■ PROBLEM DESCRIPTION
Return the records below word for word.
Start of THE DATA
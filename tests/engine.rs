//! End-to-end recognition scenarios
//!
//! Drives full sessions (producer + matcher task pair) with a scripted
//! transcriber standing in for the speech model. Intervals are shortened so
//! each scenario settles in well under a second.

use std::collections::VecDeque;
use std::sync::Arc;
use std::time::Duration;

use async_trait::async_trait;
use tokio::sync::{Mutex, mpsc};
use tokio::time::timeout;

use atlas_gateway::{
    EngineConfig, Error, PatternIndex, Result, Session, TokenBuffer, Transcriber, Vocabulary,
};

/// Returns one scripted transcript per transcription call, then silence
struct ScriptedStt {
    script: Mutex<VecDeque<Vec<String>>>,
}

impl ScriptedStt {
    fn new(script: &[&[&str]]) -> Arc<Self> {
        Arc::new(Self {
            script: Mutex::new(
                script
                    .iter()
                    .map(|segments| segments.iter().map(ToString::to_string).collect())
                    .collect(),
            ),
        })
    }
}

#[async_trait]
impl Transcriber for ScriptedStt {
    async fn transcribe(&self, _audio: &[u8]) -> Result<Vec<String>> {
        Ok(self.script.lock().await.pop_front().unwrap_or_default())
    }
}

/// Fails on the first call, transcribes "chad" on the second
struct FlakyStt {
    calls: Mutex<u32>,
}

#[async_trait]
impl Transcriber for FlakyStt {
    async fn transcribe(&self, _audio: &[u8]) -> Result<Vec<String>> {
        let mut calls = self.calls.lock().await;
        *calls += 1;
        if *calls == 1 {
            Err(Error::Stt("model unavailable".to_string()))
        } else {
            Ok(vec!["chad".to_string()])
        }
    }
}

fn test_index() -> Arc<PatternIndex> {
    let vocab = Vocabulary::parse(
        "[COUNTRIES]\n\
         chad\n\
         france\n\
         united states of america\n\
         \n\
         [ALTERNATES]\n\
         usa -> united states of america\n",
    );
    Arc::new(PatternIndex::compile(&vocab).unwrap())
}

fn fast_engine() -> EngineConfig {
    EngineConfig {
        buffer_capacity: 500,
        transcribe_interval: Duration::from_millis(20),
        match_interval: Duration::from_millis(10),
    }
}

async fn next_event(rx: &mut mpsc::Receiver<String>) -> String {
    timeout(Duration::from_secs(2), rx.recv())
        .await
        .expect("timed out waiting for guess event")
        .expect("event channel closed")
}

async fn assert_silent(rx: &mut mpsc::Receiver<String>) {
    assert!(
        timeout(Duration::from_millis(150), rx.recv()).await.is_err(),
        "unexpected extra guess event"
    );
}

/// Scenario A: an alias and a canonical name in one utterance come back as
/// canonical names, in spoken order.
#[tokio::test]
async fn alias_and_canonical_emit_in_spoken_order() {
    let (tx, mut rx) = mpsc::channel(32);
    let session = Session::spawn(
        test_index(),
        ScriptedStt::new(&[&["i love usa and chad"]]),
        tx,
        &fast_engine(),
    );

    session.push_audio(&[0u8; 64]).await;

    assert_eq!(next_event(&mut rx).await, "united states of america");
    assert_eq!(next_event(&mut rx).await, "chad");
    assert_silent(&mut rx).await;

    session.shutdown().await;
}

/// Scenario B: repeating a country produces exactly one event.
#[tokio::test]
async fn repeated_country_emits_once() {
    let (tx, mut rx) = mpsc::channel(32);
    let session = Session::spawn(
        test_index(),
        ScriptedStt::new(&[&["chad chad"], &["chad again"]]),
        tx,
        &fast_engine(),
    );

    session.push_audio(&[0u8; 64]).await;
    assert_eq!(next_event(&mut rx).await, "chad");

    // Re-speaking the same country on a later tick stays silent
    tokio::time::sleep(Duration::from_millis(60)).await;
    session.push_audio(&[0u8; 64]).await;
    assert_silent(&mut rx).await;

    session.shutdown().await;
}

/// Scenario C: the buffer never exceeds capacity; oldest words evict first.
#[test]
fn buffer_evicts_oldest_past_capacity() {
    let mut buf = TokenBuffer::new(3);
    buf.append(["a", "b", "c", "d"].map(str::to_string));
    assert_eq!(buf.snapshot(), "b c d");
    assert_eq!(buf.len(), 3);
}

/// Scenario D: a missing vocabulary file is an error before anything serves.
#[test]
fn missing_vocabulary_file_is_fatal() {
    let err = Vocabulary::load(std::path::Path::new("/no/such/countries.txt")).unwrap_err();
    assert!(matches!(err, Error::Vocabulary(_)));
}

/// A multi-word name split across two producer ticks is still recognized:
/// consumption never discards an incomplete prefix match.
#[tokio::test]
async fn multi_word_name_split_across_ticks() {
    let (tx, mut rx) = mpsc::channel(32);
    let session = Session::spawn(
        test_index(),
        ScriptedStt::new(&[&["united states"], &["of america"]]),
        tx,
        &fast_engine(),
    );

    session.push_audio(&[0u8; 64]).await;
    // Let the first half land and get scanned (no match yet)
    tokio::time::sleep(Duration::from_millis(80)).await;
    session.push_audio(&[0u8; 64]).await;

    assert_eq!(next_event(&mut rx).await, "united states of america");
    assert_silent(&mut rx).await;

    session.shutdown().await;
}

/// Events preserve spoken order across ticks.
#[tokio::test]
async fn order_is_preserved_across_ticks() {
    let (tx, mut rx) = mpsc::channel(32);
    let session = Session::spawn(
        test_index(),
        ScriptedStt::new(&[&["chad"], &["france"]]),
        tx,
        &fast_engine(),
    );

    session.push_audio(&[0u8; 64]).await;
    assert_eq!(next_event(&mut rx).await, "chad");

    tokio::time::sleep(Duration::from_millis(60)).await;
    session.push_audio(&[0u8; 64]).await;
    assert_eq!(next_event(&mut rx).await, "france");

    session.shutdown().await;
}

/// A failed transcription tick is logged and skipped; the loop keeps going.
#[tokio::test]
async fn transcription_error_skips_tick_and_continues() {
    let (tx, mut rx) = mpsc::channel(32);
    let session = Session::spawn(
        test_index(),
        Arc::new(FlakyStt {
            calls: Mutex::new(0),
        }),
        tx,
        &fast_engine(),
    );

    session.push_audio(&[0u8; 64]).await;
    tokio::time::sleep(Duration::from_millis(60)).await;
    session.push_audio(&[0u8; 64]).await;

    assert_eq!(next_event(&mut rx).await, "chad");

    session.shutdown().await;
}

/// Shutdown is cooperative and prompt: both tasks acknowledge cancellation.
#[tokio::test]
async fn shutdown_terminates_both_tasks() {
    let (tx, _rx) = mpsc::channel(32);
    let session = Session::spawn(test_index(), ScriptedStt::new(&[]), tx, &fast_engine());

    session.push_audio(&[0u8; 16]).await;

    timeout(Duration::from_secs(1), session.shutdown())
        .await
        .expect("session did not shut down in time");
}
End of THE DATA
■ SOLUTION FOR THIS TASK
filename tests/engine.rs
//! End-to-end recognition scenarios
//!
//! Drives full sessions (producer + matcher task pair) with a scripted
//! transcriber standing in for the speech model. Intervals are shortened so
//! each scenario settles in well under a second.

use std::collections::VecDeque;
use std::sync::Arc;
use std::time::Duration;

use async_trait::async_trait;
use tokio::sync::{Mutex, mpsc};
use tokio::time::timeout;

use atlas_gateway::{
    EngineConfig, Error, PatternIndex, Result, Session, TokenBuffer, Transcriber, Vocabulary,
};

/// Returns one scripted transcript per transcription call, then silence
struct ScriptedStt {
    script: Mutex<VecDeque<Vec<String>>>,
}

impl ScriptedStt {
    fn new(script: &[&[&str]]) -> Arc<Self> {
        Arc::new(Self {
            script: Mutex::new(
                script
                    .iter()
                    .map(|segments| segments.iter().map(ToString::to_string).collect())
                    .collect(),
            ),
        })
    }
}

#[async_trait]
impl Transcriber for ScriptedStt {
    async fn transcribe(&self, _audio: &[u8]) -> Result<Vec<String>> {
        Ok(self.script.lock().await.pop_front().unwrap_or_default())
    }
}

/// Fails on the first call, transcribes "chad" on the second
struct FlakyStt {
    calls: Mutex<u32>,
}

#[async_trait]
impl Transcriber for FlakyStt {
    async fn transcribe(&self, _audio: &[u8]) -> Result<Vec<String>> {
        let mut calls = self.calls.lock().await;
        *calls += 1;
        if *calls == 1 {
            Err(Error::Stt("model unavailable".to_string()))
        } else {
            Ok(vec!["chad".to_string()])
        }
    }
}

fn test_index() -> Arc<PatternIndex> {
    let vocab = Vocabulary::parse(
        "[COUNTRIES]\n\
         chad\n\
         france\n\
         united states of america\n\
         \n\
         [ALTERNATES]\n\
         usa -> united states of america\n",
    );
    Arc::new(PatternIndex::compile(&vocab).unwrap())
}

fn fast_engine() -> EngineConfig {
    EngineConfig {
        buffer_capacity: 500,
        transcribe_interval: Duration::from_millis(20),
        match_interval: Duration::from_millis(10),
    }
}

async fn next_event(rx: &mut mpsc::Receiver<String>) -> String {
    timeout(Duration::from_secs(2), rx.recv())
        .await
        .expect("timed out waiting for guess event")
        .expect("event channel closed")
}

async fn assert_silent(rx: &mut mpsc::Receiver<String>) {
    assert!(
        timeout(Duration::from_millis(150), rx.recv()).await.is_err(),
        "unexpected extra guess event"
    );
}

/// Scenario A: an alias and a canonical name in one utterance come back as
/// canonical names, in spoken order.
#[tokio::test]
async fn alias_and_canonical_emit_in_spoken_order() {
    let (tx, mut rx) = mpsc::channel(32);
    let session = Session::spawn(
        test_index(),
        ScriptedStt::new(&[&["i love usa and chad"]]),
        tx,
        &fast_engine(),
    );

    session.push_audio(&[0u8; 64]).await;

    assert_eq!(next_event(&mut rx).await, "united states of america");
    assert_eq!(next_event(&mut rx).await, "chad");
    assert_silent(&mut rx).await;

    session.shutdown().await;
}

/// Scenario B: repeating a country produces exactly one event.
#[tokio::test]
async fn repeated_country_emits_once() {
    let (tx, mut rx) = mpsc::channel(32);
    let session = Session::spawn(
        test_index(),
        ScriptedStt::new(&[&["chad chad"], &["chad again"]]),
        tx,
        &fast_engine(),
    );

    session.push_audio(&[0u8; 64]).await;
    assert_eq!(next_event(&mut rx).await, "chad");

    // Re-speaking the same country on a later tick stays silent
    tokio::time::sleep(Duration::from_millis(60)).await;
    session.push_audio(&[0u8; 64]).await;
    assert_silent(&mut rx).await;

    session.shutdown().await;
}

/// Scenario C: the buffer never exceeds capacity; oldest words evict first.
#[test]
fn buffer_evicts_oldest_past_capacity() {
    let mut buf = TokenBuffer::new(3);
    buf.append(["a", "b", "c", "d"].map(str::to_string));
    assert_eq!(buf.snapshot(), "b c d");
    assert_eq!(buf.len(), 3);
}

/// Scenario D: a missing vocabulary file is an error before anything serves.
#[test]
fn missing_vocabulary_file_is_fatal() {
    let err = Vocabulary::load(std::path::Path::new("/no/such/countries.txt")).unwrap_err();
    assert!(matches!(err, Error::Vocabulary(_)));
}

/// A multi-word name split across two producer ticks is still recognized:
/// consumption never discards an incomplete prefix match.
#[tokio::test]
async fn multi_word_name_split_across_ticks() {
    let (tx, mut rx) = mpsc::channel(32);
    let session = Session::spawn(
        test_index(),
        ScriptedStt::new(&[&["united states"], &["of america"]]),
        tx,
        &fast_engine(),
    );

    session.push_audio(&[0u8; 64]).await;
    // Let the first half land and get scanned (no match yet)
    tokio::time::sleep(Duration::from_millis(80)).await;
    session.push_audio(&[0u8; 64]).await;

    assert_eq!(next_event(&mut rx).await, "united states of america");
    assert_silent(&mut rx).await;

    session.shutdown().await;
}

/// Events preserve spoken order across ticks.
#[tokio::test]
async fn order_is_preserved_across_ticks() {
    let (tx, mut rx) = mpsc::channel(32);
    let session = Session::spawn(
        test_index(),
        ScriptedStt::new(&[&["chad"], &["france"]]),
        tx,
        &fast_engine(),
    );

    session.push_audio(&[0u8; 64]).await;
    assert_eq!(next_event(&mut rx).await, "chad");

    tokio::time::sleep(Duration::from_millis(60)).await;
    session.push_audio(&[0u8; 64]).await;
    assert_eq!(next_event(&mut rx).await, "france");

    session.shutdown().await;
}

/// A failed transcription tick is logged and skipped; the loop keeps going.
#[tokio::test]
async fn transcription_error_skips_tick_and_continues() {
    let (tx, mut rx) = mpsc::channel(32);
    let session = Session::spawn(
        test_index(),
        Arc::new(FlakyStt {
            calls: Mutex::new(0),
        }),
        tx,
        &fast_engine(),
    );

    session.push_audio(&[0u8; 64]).await;
    tokio::time::sleep(Duration::from_millis(60)).await;
    session.push_audio(&[0u8; 64]).await;

    assert_eq!(next_event(&mut rx).await, "chad");

    session.shutdown().await;
}

/// Shutdown is cooperative and prompt: both tasks acknowledge cancellation.
#[tokio::test]
async fn shutdown_terminates_both_tasks() {
    let (tx, _rx) = mpsc::channel(32);
    let session = Session::spawn(test_index(), ScriptedStt::new(&[]), tx, &fast_engine());

    session.push_audio(&[0u8; 16]).await;

    timeout(Duration::from_secs(1), session.shutdown())
        .await
        .expect("session did not shut down in time");
}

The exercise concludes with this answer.